STF - Liminar remete ao STF investigação contra deputado federal
O
presidente em exercício do Supremo Tribunal Federal (STF), ministro
Ricardo Lewandowski, deferiu liminar para suspender a tramitação de
procedimento investigatório em curso na Justiça Eleitoral relativo ao
deputado federal Rubens Bueno (PPS-PR) e determinar a remessa dos autos
ao STF. Na Reclamação (RCL) 15912, o deputado alega usurpação de
competência do STF pelo juiz da 1ª Zona Eleitoral de Curitiba, uma vez
que caberia ao Supremo o controle judicial de investigações contra
membros do Congresso Nacional.
“A
orientação jurisprudencial desta Suprema Corte é firme no sentido de
que o órgão competente para o controle jurisdicional direto de
investigações concernentes a eventuais crimes cometidos por
parlamentares, detentores de foro especial por prerrogativa de função é,
exclusivamente, o Supremo Tribunal Federal, nos termos do artigo 102,
I, b, da Constituição Federal”, afirmou o ministro Ricardo Lewandowski.
Para
o ministro, em um exame preliminar, pareceu evidente a usurpação da
competência jurisdicional do STF. “Diligências requeridas pelo
Ministério Público Federal parecem atingir a esfera jurídica de membro
do Congresso Nacional, o deputado federal Rubens Bueno, inclusive com
expressa possibilidade de oitiva do citado parlamentar”, destacou o
presidente em exercício.
Segundo
o pedido encaminhado ao STF, em fevereiro de 2012 foi instaurado
inquérito para apurar delito de falsidade ideológica supostamente
cometido por Renata Bueno, filha de Rubens Bueno, candidata ao cargo de
vereador em Curitiba. O crime estaria associado a acusação de realização de esquema de “caixa 2”

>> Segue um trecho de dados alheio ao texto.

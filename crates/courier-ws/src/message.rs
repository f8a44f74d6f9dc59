//! WebSocket message types.
//!
//! This module defines the frames exchanged with a peer: text, binary,
//! ping/pong and close.

use std::borrow::Cow;

use crate::error::{CloseCode, WsError, WsResult};

/// A WebSocket message.
#[derive(Debug, Clone, PartialEq, Eq)]
pub enum Message {
    /// A text message (UTF-8 encoded).
    Text(String),
    /// A binary message.
    Binary(Vec<u8>),
    /// A ping frame with optional payload.
    Ping(Vec<u8>),
    /// A pong frame with optional payload.
    Pong(Vec<u8>),
    /// A close frame with optional code and reason.
    Close(Option<CloseFrame>),
}

impl Message {
    /// Create a new text message.
    pub fn text(text: impl Into<String>) -> Self {
        Self::Text(text.into())
    }

    /// Create a new binary message.
    pub fn binary(data: impl Into<Vec<u8>>) -> Self {
        Self::Binary(data.into())
    }

    /// Create a data frame from encoded bytes.
    ///
    /// Text frames must carry UTF-8, so `binary == false` validates the
    /// payload first.
    pub fn data(bytes: Vec<u8>, binary: bool) -> WsResult<Self> {
        if binary {
            return Ok(Self::Binary(bytes));
        }
        String::from_utf8(bytes)
            .map(Self::Text)
            .map_err(|e| WsError::EncodeFailed(e.to_string()))
    }

    /// Create a new pong message.
    pub fn pong(data: impl Into<Vec<u8>>) -> Self {
        Self::Pong(data.into())
    }

    /// Create a close message with a code and reason.
    pub fn close(code: CloseCode, reason: impl Into<String>) -> Self {
        Self::Close(Some(CloseFrame::new(code, reason)))
    }

    /// Check if this is a close message.
    pub fn is_close(&self) -> bool {
        matches!(self, Self::Close(_))
    }

    /// Check if this is a data message (text or binary).
    pub fn is_data(&self) -> bool {
        matches!(self, Self::Text(_) | Self::Binary(_))
    }

    /// Convert the message into bytes.
    ///
    /// Returns `None` for close messages.
    pub fn into_bytes(self) -> Option<Vec<u8>> {
        match self {
            Self::Text(s) => Some(s.into_bytes()),
            Self::Binary(b) | Self::Ping(b) | Self::Pong(b) => Some(b),
            Self::Close(_) => None,
        }
    }

    /// Get the length of the message payload in bytes.
    pub fn len(&self) -> usize {
        match self {
            Self::Text(s) => s.len(),
            Self::Binary(b) | Self::Ping(b) | Self::Pong(b) => b.len(),
            Self::Close(Some(frame)) => 2 + frame.reason.len(),
            Self::Close(None) => 0,
        }
    }

    /// Check if the message payload is empty.
    pub fn is_empty(&self) -> bool {
        self.len() == 0
    }
}

impl From<String> for Message {
    fn from(s: String) -> Self {
        Self::Text(s)
    }
}

impl From<&str> for Message {
    fn from(s: &str) -> Self {
        Self::Text(s.to_string())
    }
}

impl From<Vec<u8>> for Message {
    fn from(b: Vec<u8>) -> Self {
        Self::Binary(b)
    }
}

/// Convert from tungstenite Message.
impl From<tungstenite::Message> for Message {
    fn from(msg: tungstenite::Message) -> Self {
        match msg {
            tungstenite::Message::Text(s) => Self::Text(s.as_str().to_owned()),
            tungstenite::Message::Binary(b) => Self::Binary(b.to_vec()),
            tungstenite::Message::Ping(b) => Self::Ping(b.to_vec()),
            tungstenite::Message::Pong(b) => Self::Pong(b.to_vec()),
            tungstenite::Message::Close(frame) => Self::Close(frame.map(CloseFrame::from)),
            tungstenite::Message::Frame(_) => Self::Binary(vec![]),
        }
    }
}

/// Convert to tungstenite Message.
impl From<Message> for tungstenite::Message {
    fn from(msg: Message) -> Self {
        match msg {
            Message::Text(s) => Self::Text(s.into()),
            Message::Binary(b) => Self::Binary(b.into()),
            Message::Ping(b) => Self::Ping(b.into()),
            Message::Pong(b) => Self::Pong(b.into()),
            Message::Close(frame) => {
                Self::Close(frame.map(tungstenite::protocol::CloseFrame::from))
            }
        }
    }
}

/// A WebSocket close frame.
#[derive(Debug, Clone, PartialEq, Eq)]
pub struct CloseFrame {
    /// The close code.
    pub code: u16,
    /// The close reason.
    pub reason: Cow<'static, str>,
}

impl CloseFrame {
    /// Create a new close frame.
    pub fn new(code: CloseCode, reason: impl Into<String>) -> Self {
        Self {
            code: code.as_u16(),
            reason: Cow::Owned(reason.into()),
        }
    }

    /// Get the close code enum value if it's a standard code.
    pub fn close_code(&self) -> Option<CloseCode> {
        CloseCode::from_u16(self.code)
    }
}

impl From<tungstenite::protocol::CloseFrame> for CloseFrame {
    fn from(frame: tungstenite::protocol::CloseFrame) -> Self {
        Self {
            code: frame.code.into(),
            reason: Cow::Owned(frame.reason.as_str().to_owned()),
        }
    }
}

impl From<CloseFrame> for tungstenite::protocol::CloseFrame {
    fn from(frame: CloseFrame) -> Self {
        Self {
            code: frame.code.into(),
            reason: frame.reason.into_owned().into(),
        }
    }
}

#[cfg(test)]
mod tests {
    use super::*;

    #[test]
    fn test_data_text_requires_utf8() {
        let msg = Message::data(b"hello".to_vec(), false).unwrap();
        assert_eq!(msg, Message::Text("hello".to_string()));

        let err = Message::data(vec![0xff, 0xfe], false).unwrap_err();
        assert!(matches!(err, WsError::EncodeFailed(_)));
    }

    #[test]
    fn test_data_binary_passthrough() {
        let msg = Message::data(vec![0xff, 0xfe], true).unwrap();
        assert_eq!(msg, Message::Binary(vec![0xff, 0xfe]));
        assert!(msg.is_data());
    }

    #[test]
    fn test_message_close() {
        let msg = Message::close(CloseCode::Normal, "goodbye");
        assert!(msg.is_close());
        assert_eq!(msg.len(), 2 + "goodbye".len());
        match msg {
            Message::Close(Some(frame)) => {
                assert_eq!(frame.close_code(), Some(CloseCode::Normal));
                assert_eq!(frame.reason, "goodbye");
            }
            other => panic!("unexpected {other:?}"),
        }
    }

    #[test]
    fn test_into_bytes() {
        assert_eq!(Message::text("ab").into_bytes(), Some(b"ab".to_vec()));
        assert_eq!(Message::Close(None).into_bytes(), None);
    }

    #[test]
    fn test_tungstenite_conversion() {
        let original = Message::text("ping");
        let converted: tungstenite::Message = original.clone().into();
        assert_eq!(Message::from(converted), original);

        let close = Message::close(CloseCode::GoingAway, "bye");
        let converted: tungstenite::Message = close.clone().into();
        assert_eq!(Message::from(converted), close);
    }
}
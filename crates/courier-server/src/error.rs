//! Error types for the server.
//!
//! [`CourierError`] is what handlers, channels and the orchestrator
//! return. Authentication, room and broadcast failures keep their own
//! types so callers can match on them.

use std::fmt;

use courier_core::CoreError;
use courier_ws::WsError;
use thiserror::Error;

use crate::session::SessionId;

/// Result type used throughout the server.
pub type Result<T, E = CourierError> = std::result::Result<T, E>;

/// Errors raised by the server, its channels and their handlers.
#[derive(Debug, Error)]
pub enum CourierError {
    /// Envelope or payload codec failure, missing handler, direction violation.
    #[error(transparent)]
    Core(#[from] CoreError),

    /// The connection failed underneath the session.
    #[error(transparent)]
    Transport(#[from] WsError),

    /// Another channel already uses this alias.
    #[error("channel alias '{alias}' is already registered")]
    DuplicateChannel {
        /// The conflicting alias.
        alias: String,
    },

    /// No channel is registered under this alias.
    #[error("unknown channel {0}")]
    UnknownChannel(String),

    /// The channel has not been registered with a server yet.
    #[error("channel {0} is not bound to a server")]
    NotBound(String),

    /// The channel was already registered with a server.
    #[error("channel {0} is already bound to a server")]
    AlreadyBound(String),

    /// The server a channel was bound to has been dropped.
    #[error("server is no longer running")]
    ServerGone,

    /// The server stopped while the connection was being set up.
    #[error("server is shutting down")]
    ShuttingDown,

    /// A channel routed an event before a receiver was set.
    #[error("no receiver set on channel {0}")]
    NoReceiver(String),

    /// Authentication handshake failure.
    #[error(transparent)]
    Auth(#[from] AuthError),

    /// Room protocol failure.
    #[error(transparent)]
    Room(#[from] RoomError),

    /// One or more targets of a broadcast failed.
    #[error(transparent)]
    Broadcast(#[from] BroadcastError),

    /// The session was closed before the write.
    #[error("writing to closed client {0}")]
    ClientClosed(SessionId),

    /// A channel's connected hook refused the session.
    #[error("error while connecting on {channel}: {source}")]
    Connect {
        /// Name of the refusing channel.
        channel: String,
        /// The hook's error.
        source: Box<CourierError>,
    },

    /// The listener could not be bound.
    #[error("bind error: {0}")]
    Bind(String),

    /// I/O error from the listener.
    #[error("I/O error: {0}")]
    Io(#[from] std::io::Error),

    /// A handler rejected an event.
    #[error("{0}")]
    Handler(String),

    /// Any other application error.
    #[error(transparent)]
    Other(#[from] anyhow::Error),
}

impl CourierError {
    /// Creates a handler error with a message for the client.
    pub fn handler(message: impl Into<String>) -> Self {
        Self::Handler(message.into())
    }

    /// Wraps a connected-hook failure.
    pub fn connect(channel: impl Into<String>, source: CourierError) -> Self {
        Self::Connect {
            channel: channel.into(),
            source: Box::new(source),
        }
    }

    /// Returns `true` for errors that prevent a connection from being admitted.
    pub fn is_fatal(&self) -> bool {
        match self {
            Self::Auth(_) | Self::Connect { .. } | Self::ShuttingDown | Self::Bind(_) | Self::Io(_) => true,
            Self::Transport(e) => e.is_fatal(),
            _ => false,
        }
    }
}

/// Failures of the per-channel authentication handshake.
#[derive(Debug, Clone, PartialEq, Eq, Error)]
pub enum AuthError {
    /// The answer arrived on a different channel than the challenge.
    #[error("auth answer on channel {got}, expected {expected}")]
    ChannelMismatch {
        /// Channel that issued the challenge.
        expected: String,
        /// Channel named in the answer.
        got: String,
    },

    /// The answer used a method the channel does not offer.
    #[error("unsupported auth method {0}")]
    UnsupportedMethod(String),

    /// The channel's authenticator refused the credentials.
    #[error("authentication rejected on {channel}: {reason}")]
    Rejected {
        /// Channel alias.
        channel: String,
        /// The authenticator's error message.
        reason: String,
    },

    /// A second channel authenticated the session as a different user.
    #[error("session {session} is already authenticated as {current}")]
    IdentityConflict {
        /// The session.
        session: SessionId,
        /// The user id already recorded.
        current: String,
    },
}

/// Structural room failures.
#[derive(Debug, Clone, PartialEq, Eq, Error)]
pub enum RoomError {
    /// No room with this id.
    #[error("unknown room {0}")]
    UnknownRoom(String),

    /// A room with this id already exists.
    #[error("room {0} already exists")]
    DuplicateRoom(String),

    /// The session is already in the room.
    #[error("client is already in room {room}")]
    AlreadyMember {
        /// Room id.
        room: String,
    },

    /// The session is not in the room.
    #[error("client is not in room {room}")]
    NotMember {
        /// Room id.
        room: String,
    },

    /// Multi-room mode limit reached.
    #[error("limit of joinable rooms reached ({limit})")]
    LimitReached {
        /// Configured rooms-per-user limit.
        limit: usize,
    },

    /// The manager's channel has not been registered yet.
    #[error("room manager is not bound to a channel")]
    NotBound,
}

/// One failed target of a broadcast.
#[derive(Debug)]
pub struct BroadcastFailure {
    /// The target session.
    pub session: SessionId,
    /// Why the send failed.
    pub error: CourierError,
}

/// Every failed target of one broadcast. Delivery to the others is not
/// rolled back.
#[derive(Debug)]
pub struct BroadcastError {
    /// Failed targets, in target order.
    pub failures: Vec<BroadcastFailure>,
}

impl BroadcastError {
    /// Ids of the sessions that did not receive the event.
    pub fn failed_sessions(&self) -> Vec<SessionId> {
        self.failures.iter().map(|f| f.session).collect()
    }
}

impl fmt::Display for BroadcastError {
    fn fmt(&self, f: &mut fmt::Formatter<'_>) -> fmt::Result {
        write!(
            f,
            "{} error(s) occurred while broadcasting:",
            self.failures.len()
        )?;
        for failure in &self.failures {
            write!(f, "\n\tclient {}: {}", failure.session, failure.error)?;
        }
        Ok(())
    }
}

impl std::error::Error for BroadcastError {}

de campanha. Em maio deste ano o Ministério Público Federal, visando o
aprofundamento das investigações, solicitou a realização de diligências
que envolveriam também o deputado federal Rubens Bueno.
O
ministro Lewandowski concedeu a liminar para suspender o trâmite do
procedimento de investigação e determinar a remessa dos autos ao STF,
ressaltando que a decisão não afeta melhor juízo que possa ser feito
pelo relator da ação, ministro Marco Aurélio.